After occupying British Malaya, Japanese occupation authorities reorganized the disbanded British colonial police force and created a new auxiliary police. Later on, a 2,000-men strong Malay Volunteer Army and a part-time Malay Volunteer Corps were created. Local residents were also encouraged to join the Imperial Japanese Army as auxiliary Heiho. There was a Railway Protection Corps as well.

Straits Settlements 

The British territory of the Straits Settlements (Singapore, Malacca, Penang and Dindings) came under Japanese occupation after the fiasco suffered by Commonwealth forces at the Fall of Singapore. The Straits Settlements Police Force came under the control of the Japanese and all vessels owned by the Marine Police were confiscated.

China 

The Japanese had previously set up several puppet regimes in occupied Chinese territories. The first was Manchukuo in 1932, under former Chinese emperor Puyi, then the East Hebei Autonomous Government in 1935. Similar to Manchukuo in its supposed ethnic identity, Mengjiang (Mengkukuo) was set up in late 1936. Wang Kemin's collaborationist Provisional Government was set up in Beijing in 1937 following the start of full-scale military operations between China and Japan, and another puppet regime, the Reformed Government of the Republic of China, in Nanjing in 1938.

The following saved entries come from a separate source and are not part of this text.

//! 전역 서버 이름 매핑.
//!
//! `(로컬 서버 ID, 환경)` → `"{env_slug}-{server}"` (예: `prod-server3`).
//! 표시와 동등 비교에만 사용한다. 백엔드 호출은 항상 원래 로컬 이름 + 환경을 쓴다.

use crate::environment::Environment;

/// 전역 서버 이름 계산
///
/// 환경은 긴 이름/짧은 코드 모두 허용하며, 알 수 없는 환경은 소문자로 그대로 쓴다.
pub fn global_name(server: &str, environment: &str) -> String {
    format!("{}-{}", environment_slug(environment), server)
}

/// 전역 이름의 환경 접두어
pub fn environment_slug(environment: &str) -> String {
    Environment::parse(environment)
        .map(|e| e.slug().to_string())
        .unwrap_or_else(|| environment.trim().to_lowercase())
}

/// 전역 이름을 (환경 화면 표기, 로컬 서버 ID)로 분해
///
/// 첫 번째 `-`에서 나눈다. 구분자가 없으면 환경은 빈 문자열.
pub fn parse_global_name(global: &str) -> (String, String) {
    match global.split_once('-') {
        Some((slug, server)) if !slug.is_empty() && !server.is_empty() => {
            let environment = Environment::parse(slug)
                .map(|e| e.display_name().to_string())
                .unwrap_or_else(|| slug.to_string());
            (environment, server.to_string())
        }
        _ => (String::new(), global.to_string()),
    }
}
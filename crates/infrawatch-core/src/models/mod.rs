//! infrawatch 도메인 모델.
//!
//! 백엔드에서 수신하는 DTO. 상태 머신이 아니며 매 폴링마다 통째로 교체된다.
//! 모든 모델은 `serde` Serialize/Deserialize를 구현하고, 누락 필드는 기본값으로 채운다.

pub mod alert;
pub mod analysis;
pub mod catalog;
pub mod chat;
pub mod log;
pub mod metric;
pub mod network;
pub mod page;
pub mod predictive;
pub mod stats;

/// `null`을 기본값으로 읽는 역직렬화 (`#[serde(default, deserialize_with = ...)]`와 함께 사용)
///
/// 필드 누락은 `default`가, 명시적 `null`은 이 함수가 처리한다.
pub mod null_default {
    use serde::{Deserialize, Deserializer};

    pub fn deserialize<'de, D, T>(deserializer: D) -> Result<T, D::Error>
    where
        D: Deserializer<'de>,
        T: Default + Deserialize<'de>,
    {
        Ok(Option::<T>::deserialize(deserializer)?.unwrap_or_default())
    }
}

The Wang Jingwei collaborationist government, established in 1940, "consolidated" these regimes, though in reality neither Wang's government nor the constituent governments had any autonomy, although the military of the Wang Jingwei regime was equipped by the Japanese with planes, cannons, tanks, boats, and German-style stahlhelm, which were already widely used by the National Revolutionary Army, the "official" army of the Republic of China.

The military forces of these puppet regimes, known collectively as the Collaborationist Chinese Army, numbered more than a million at their height, with some estimates that the number exceeded 2 million conscriptees. Many collaborationist troops originally served warlords of the National Revolutionary Army who had defected when facing both Communists and Japanese. Although the collaborationist army was very large, its soldiers were very ineffective compared to NRA soldiers, and had low morale because they were considered "Hanjian". Some collaborationist forces saw battlefields during the Second Sino-Japanese War, but most were relegated to behind-the-line duties.

The Wang Jingwei government was disbanded after the Japanese surrendered to Allies in 1945, and Manchukuo and Mengjiang were destroyed in the Soviet invasion of Manchuria.

French Indochina 

Japanese soldiers primarily used Laos to stage attacks on Nationalist China.

On 22 September 1940, Vichy France and the Empire of Japan signed an agreement allowing the Japanese to station no more than 6,000 troops in French Indochina, with no more than 25,000 troops transiting the colony. Rights were given for three airfields, with all other Japanese forces forbidden to enter Indochina without Vichy's consent. Vichy signed the Joint Defense and Joint Military Cooperation treaty with Japan on 29 July 1941. It granted the Japanese eight airfields, allowed them to have more troops present, and to use the Indochinese financial system, in return for a fragile French autonomy.

The French colonial government had largely stayed in place, as the Vichy government was on reasonably friendly terms with Japan. The Japanese permitted the French to put down nationalist rebellions in 1940.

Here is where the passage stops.